Kamu tidak pernah menyadari bahwa aku tidak pernah merasa bangga terhadapmu. Aku bisa memahami bila kamu tidak bisa memahamiku karena aku juga sama, aku tidak bisa memahamimu hanya saja aku selalu merasa tahu apa yang sebenarnya ada di benakmu. Apakah ini insting seorang perempuan? Entahlah..

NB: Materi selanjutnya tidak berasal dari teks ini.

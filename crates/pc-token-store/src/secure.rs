//! Encrypted file store whose key lives in the OS keychain

use parking_lot::RwLock;
use rand::Rng;
use std::path::PathBuf;
use std::sync::Arc;
use tracing::{debug, info};

use crate::file::FileStore;
use crate::keychain::Keychain;
use crate::{AccountSelector, StoreError, TokenRecord};

/// Keychain service under which the store key is saved
pub const KEYCHAIN_SERVICE: &str = "pc-cli";
/// Keychain account under which the store key is saved
pub const KEYCHAIN_ACCOUNT: &str = "token-store-key";

const KEY_LEN: usize = 16;

/// Token store encrypted with a random key held by the keychain.
///
/// The key is created on first use. Losing it (keychain wiped, different
/// user) makes the file unreadable; [`SecureStore::reset`] recovers.
pub struct SecureStore {
    inner: RwLock<FileStore>,
    keychain: Arc<dyn Keychain>,
}

impl SecureStore {
    /// Open the store, fetching or creating its key.
    ///
    /// Fails with [`StoreError::SecureStoreUnavailable`] when the keychain cannot be used.
    pub async fn open(path: impl Into<PathBuf>, keychain: Arc<dyn Keychain>) -> Result<Self, StoreError> {
        let path = path.into();
        let key = match keychain.get_secret(KEYCHAIN_SERVICE, KEYCHAIN_ACCOUNT).await? {
            Some(key) => {
                debug!(keychain = keychain.name(), "Using existing token store key");
                key
            }
            None => {
                let key = generate_key();
                keychain
                    .set_secret(KEYCHAIN_SERVICE, KEYCHAIN_ACCOUNT, &key)
                    .await?;
                info!(keychain = keychain.name(), "Created token store key");
                key
            }
        };

        Ok(Self {
            inner: RwLock::new(FileStore::new(path, key.as_bytes())),
            keychain,
        })
    }

    fn current(&self) -> FileStore {
        self.inner.read().clone()
    }

    pub async fn list(&self) -> Result<Vec<TokenRecord>, StoreError> {
        self.current().list().await
    }

    pub async fn set(&self, record: TokenRecord) -> Result<(), StoreError> {
        self.current().set(record).await
    }

    pub async fn delete(
        &self,
        selector: &AccountSelector,
        base_url: Option<&str>,
    ) -> Result<Vec<TokenRecord>, StoreError> {
        self.current().delete(selector, base_url).await
    }

    /// Delete the file and rotate the key
    pub async fn reset(&self) -> Result<(), StoreError> {
        let current = self.current();
        current.reset().await?;

        self.keychain
            .delete_secret(KEYCHAIN_SERVICE, KEYCHAIN_ACCOUNT)
            .await?;
        let key = generate_key();
        self.keychain
            .set_secret(KEYCHAIN_SERVICE, KEYCHAIN_ACCOUNT, &key)
            .await?;
        *self.inner.write() = FileStore::new(current.path().to_path_buf(), key.as_bytes());

        info!(path = ?current.path(), "Reset secure token store with a new key");
        Ok(())
    }
}

/// Random store key, hex encoded
pub fn generate_key() -> String {
    let mut key = [0u8; KEY_LEN];
    rand::rng().fill(&mut key);
    hex::encode(key)
}
//! Settings for one authenticator instance

use pc_config::AppConfig;
use std::fmt;
use std::path::PathBuf;
use std::time::Duration;

use crate::endpoints::EndpointOverrides;

/// Where a service account's private key comes from
#[derive(Clone, PartialEq, Eq)]
pub enum PrivateKeySource {
    /// PEM text
    Inline(String),
    /// Path to a PEM file
    Path(PathBuf),
}

impl fmt::Debug for PrivateKeySource {
    fn fmt(&self, f: &mut fmt::Formatter<'_>) -> fmt::Result {
        match self {
            PrivateKeySource::Inline(_) => f.write_str("Inline(<redacted>)"),
            PrivateKeySource::Path(path) => f.debug_tuple("Path").field(path).finish(),
        }
    }
}

/// Credential material presented to the authorization server
#[derive(Clone, Default, PartialEq, Eq)]
pub enum Credential {
    /// Interactive browser login
    #[default]
    None,
    Secret(String),
    PrivateKey(PrivateKeySource),
}

impl fmt::Debug for Credential {
    fn fmt(&self, f: &mut fmt::Formatter<'_>) -> fmt::Result {
        match self {
            Credential::None => f.write_str("None"),
            Credential::Secret(_) => f.write_str("Secret(<redacted>)"),
            Credential::PrivateKey(source) => f.debug_tuple("PrivateKey").field(source).finish(),
        }
    }
}

/// Immutable settings for building an authenticator
#[derive(Debug, Clone)]
pub struct AuthParams {
    pub base_url: String,
    pub realm: String,
    pub client_id: String,
    pub scope: String,
    pub credential: Credential,
    /// Use the authorization code flow with a client secret
    pub interactive: bool,
    pub callback_host: String,
    /// 0 picks an ephemeral port
    pub callback_port: u16,
    /// Refresh when the access token expires within this window
    pub refresh_threshold: Duration,
    pub login_timeout: Duration,
    pub endpoints: EndpointOverrides,
    pub use_discovery: bool,
}

impl AuthParams {
    pub fn new(base_url: impl Into<String>, realm: impl Into<String>, client_id: impl Into<String>) -> Self {
        Self {
            base_url: base_url.into().trim_end_matches('/').to_string(),
            realm: realm.into(),
            client_id: client_id.into(),
            scope: "openid".to_string(),
            credential: Credential::None,
            interactive: false,
            callback_host: "localhost".to_string(),
            callback_port: 0,
            refresh_threshold: Duration::from_secs(60),
            login_timeout: Duration::from_secs(300),
            endpoints: EndpointOverrides::default(),
            use_discovery: false,
        }
    }

    pub fn from_config(config: &AppConfig) -> Self {
        Self {
            scope: config.auth.scope.clone(),
            callback_host: config.callback.host.clone(),
            callback_port: config.callback.port,
            refresh_threshold: Duration::from_secs(config.auth.refresh_threshold_secs),
            login_timeout: Duration::from_secs(config.auth.login_timeout_secs),
            use_discovery: config.auth.use_discovery,
            ..Self::new(&config.auth.base_url, &config.auth.realm, &config.auth.client_id)
        }
    }

    pub fn with_credential(mut self, credential: Credential) -> Self {
        self.credential = credential;
        self
    }

    pub fn with_interactive(mut self, interactive: bool) -> Self {
        self.interactive = interactive;
        self
    }

    pub fn with_callback(mut self, host: impl Into<String>, port: u16) -> Self {
        self.callback_host = host.into();
        self.callback_port = port;
        self
    }

    pub fn with_login_timeout(mut self, timeout: Duration) -> Self {
        self.login_timeout = timeout;
        self
    }

    pub fn with_refresh_threshold(mut self, threshold: Duration) -> Self {
        self.refresh_threshold = threshold;
        self
    }

    pub fn with_endpoints(mut self, endpoints: EndpointOverrides) -> Self {
        self.endpoints = endpoints;
        self
    }
}

#[cfg(test)]
mod tests {
    use super::*;

    #[test]
    fn test_from_config() {
        let mut config = AppConfig::default();
        config.auth.base_url = "https://platform.example.com/".to_string();
        config.auth.login_timeout_secs = 30;
        config.callback.port = 8910;

        let params = AuthParams::from_config(&config);
        assert_eq!(params.base_url, "https://platform.example.com");
        assert_eq!(params.login_timeout, Duration::from_secs(30));
        assert_eq!(params.callback_port, 8910);
        assert_eq!(params.credential, Credential::None);
    }

    #[test]
    fn test_debug_hides_secret() {
        let params = AuthParams::new("https://p", "r", "c").with_credential(Credential::Secret("hunter2".into()));
        assert!(!format!("{params:?}").contains("hunter2"));
    }
}
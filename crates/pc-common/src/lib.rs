//! Platform CLI shared utilities.
//!
//! Logging setup and the per-user directory layout used by configuration and
//! the token stores.

use std::path::PathBuf;

pub mod logging;

/// Name of the per-user directory under `$HOME`.
pub const HOME_DIR_NAME: &str = ".pc";

/// Per-user directory holding configuration and token store files (`~/.pc`).
///
/// `PC_HOME` overrides the location. Returns `None` when no home directory can
/// be determined and no override is set.
pub fn pc_home() -> Option<PathBuf> {
    if let Ok(dir) = std::env::var("PC_HOME") {
        if !dir.trim().is_empty() {
            return Some(PathBuf::from(dir));
        }
    }
    dirs::home_dir().map(|home| home.join(HOME_DIR_NAME))
}

#[cfg(test)]
mod tests {
    use super::*;

    #[test]
    fn test_pc_home_ends_with_dir_name_or_override() {
        if std::env::var("PC_HOME").is_ok() {
            return;
        }
        if let Some(path) = pc_home() {
            assert!(path.ends_with(HOME_DIR_NAME));
        }
    }
}
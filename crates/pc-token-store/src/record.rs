//! Persisted credential record and the expiry rules applied on read.

use chrono::{DateTime, Duration, Utc};
use serde::{Deserialize, Serialize};
use std::fmt;

/// Which authenticator produced a record
#[derive(Debug, Clone, Copy, PartialEq, Eq, Hash, Serialize, Deserialize)]
#[serde(rename_all = "snake_case")]
pub enum AuthenticatorKind {
    Pkce,
    ClientSecret,
    SignedJwt,
}

impl AuthenticatorKind {
    pub fn as_str(&self) -> &'static str {
        match self {
            AuthenticatorKind::Pkce => "pkce",
            AuthenticatorKind::ClientSecret => "client_secret",
            AuthenticatorKind::SignedJwt => "signed_jwt",
        }
    }
}

impl fmt::Display for AuthenticatorKind {
    fn fmt(&self, f: &mut fmt::Formatter<'_>) -> fmt::Result {
        f.write_str(self.as_str())
    }
}

/// Identity details returned by the userinfo endpoint
#[derive(Debug, Clone, Default, PartialEq, Serialize, Deserialize)]
#[serde(rename_all = "camelCase")]
pub struct UserInfo {
    #[serde(default, skip_serializing_if = "Option::is_none")]
    pub subject: Option<String>,
    #[serde(default, skip_serializing_if = "Option::is_none")]
    pub username: Option<String>,
    #[serde(default, skip_serializing_if = "Option::is_none")]
    pub email: Option<String>,
    #[serde(default, skip_serializing_if = "Option::is_none")]
    pub name: Option<String>,
}

/// One stored account: tokens plus what is needed to renew them.
///
/// Keyed by `hash`; a second record with the same hash replaces the first.
#[derive(Clone, PartialEq, Serialize, Deserialize)]
#[serde(rename_all = "camelCase")]
pub struct TokenRecord {
    /// Identity hash of the authenticator that produced the tokens
    pub hash: String,
    pub base_url: String,
    pub realm: String,
    pub client_id: String,
    /// Account display name
    pub name: String,
    pub authenticator: AuthenticatorKind,
    /// Whether the account was obtained through a browser login
    #[serde(default)]
    pub interactive: bool,
    /// Client secret or PEM private key for service accounts
    #[serde(default, skip_serializing_if = "Option::is_none")]
    pub credential: Option<String>,
    pub access_token: String,
    #[serde(default, skip_serializing_if = "Option::is_none")]
    pub refresh_token: Option<String>,
    #[serde(default, skip_serializing_if = "Option::is_none")]
    pub id_token: Option<String>,
    pub access_expires_at: DateTime<Utc>,
    /// `None` means the refresh token, if any, does not expire
    #[serde(default, skip_serializing_if = "Option::is_none")]
    pub refresh_expires_at: Option<DateTime<Utc>>,
    #[serde(default)]
    pub user: UserInfo,
    pub created_at: DateTime<Utc>,
    pub updated_at: DateTime<Utc>,
}

impl fmt::Debug for TokenRecord {
    fn fmt(&self, f: &mut fmt::Formatter<'_>) -> fmt::Result {
        f.debug_struct("TokenRecord")
            .field("hash", &self.hash)
            .field("base_url", &self.base_url)
            .field("realm", &self.realm)
            .field("client_id", &self.client_id)
            .field("name", &self.name)
            .field("authenticator", &self.authenticator)
            .field("interactive", &self.interactive)
            .field("credential_set", &self.credential.is_some())
            .field("refresh_token_set", &self.refresh_token.is_some())
            .field("access_expires_at", &self.access_expires_at)
            .field("refresh_expires_at", &self.refresh_expires_at)
            .finish()
    }
}

impl TokenRecord {
    pub fn is_access_expired(&self, now: DateTime<Utc>) -> bool {
        self.access_expires_at <= now
    }

    /// True when the access token expires within `threshold` of `now`
    pub fn expires_within(&self, now: DateTime<Utc>, threshold: Duration) -> bool {
        self.access_expires_at - threshold <= now
    }

    /// A refresh token exists and has not passed its expiry
    pub fn has_usable_refresh_token(&self, now: DateTime<Utc>) -> bool {
        self.refresh_token.is_some() && self.refresh_expires_at.map_or(true, |at| at > now)
    }

    /// Service accounts keep their credential and can always exchange it again
    pub fn can_reauthenticate(&self) -> bool {
        !self.interactive && self.credential.is_some()
    }

    /// Dropped on read: access expired and nothing left to renew it with.
    pub fn is_purgeable(&self, now: DateTime<Utc>) -> bool {
        if !self.is_access_expired(now) {
            return false;
        }
        match self.refresh_expires_at {
            Some(at) if at <= now => true,
            _ => self.refresh_token.is_none() && !self.can_reauthenticate(),
        }
    }

    /// Matches either the full identity hash or the stored name
    pub fn matches(&self, name_or_hash: &str) -> bool {
        self.hash == name_or_hash || self.name == name_or_hash
    }

    pub fn matches_base_url(&self, base_url: Option<&str>) -> bool {
        match base_url {
            None => true,
            Some(filter) => self.base_url.trim_end_matches('/') == filter.trim_end_matches('/'),
        }
    }
}

/// Which stored accounts an operation applies to
#[derive(Debug, Clone, PartialEq, Eq)]
pub enum AccountSelector {
    All,
    /// Account names or identity hashes
    Names(Vec<String>),
}

impl AccountSelector {
    pub fn matches(&self, record: &TokenRecord) -> bool {
        match self {
            AccountSelector::All => true,
            AccountSelector::Names(names) => names.iter().any(|n| record.matches(n)),
        }
    }
}

/// Insert or replace by hash, keeping the original position on replace
pub(crate) fn upsert(records: &mut Vec<TokenRecord>, record: TokenRecord) {
    match records.iter_mut().find(|r| r.hash == record.hash) {
        Some(existing) => *existing = record,
        None => records.push(record),
    }
}

/// Drop purgeable records, returning how many were removed
pub(crate) fn purge(records: &mut Vec<TokenRecord>, now: DateTime<Utc>) -> usize {
    let before = records.len();
    records.retain(|r| !r.is_purgeable(now));
    before - records.len()
}

/// Remove and return every record matching the selector and base URL filter
pub(crate) fn take_matching(
    records: &mut Vec<TokenRecord>,
    selector: &AccountSelector,
    base_url: Option<&str>,
) -> Vec<TokenRecord> {
    let (removed, kept) = std::mem::take(records)
        .into_iter()
        .partition(|r| selector.matches(r) && r.matches_base_url(base_url));
    *records = kept;
    removed
}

Aku hanya tahu bahwa seperti itulah kamu, kamu yang di mataku tidak mensyukuri apapun yang kamu miliki, mungkin kita punya pengertian rasa syukur yang berbeda, entahlah. Kamu yang di mataku selalu mengeluh, sering membuat bathin ini terbebani, karena aku bukan orang yang tepat untuk memberikan layanan komplain dan keluhan, sungguh aku tidak pernah bercita-cita hidup menanggung beban orang lain. Kamu yang di mataku selalu terlihat menderita tetapi aku tidak bisa berbuat apa-apa, karena apapun yang kukatakan tidak mempan bagimu, kamu menganggapku manusia di atas angin yang tak mungkin mengerti penderitaan orang lain, secara tak sengaja kamu telah membuatku merasa seolah-olah aku orang bodoh. Kamu yang di mataku terlihat begitu mencintaiku dan tak ingin kehilanganku, berusaha mengikatku dengan perasaan itu tapi sayangnya yang kamu cintai itu hanya sebagian kecil diriku. Kamu yang di mataku tidak memahami bagaimana diriku yang sesungguhnya. Kamu tidak tahu bahwa di dunia ini bukan cinta yang kukejar. Kamu juga tidak tahu bahwa di dunia ini bukan kekayaan materi yang kucari. Kamu tidak tahu apa-apa tentangku. Hidupmu terlalu fokus pada dirimu sendiri. Kamu tak menyadari bahwa selama ini kamu tidak menerimaku seperti apa diriku.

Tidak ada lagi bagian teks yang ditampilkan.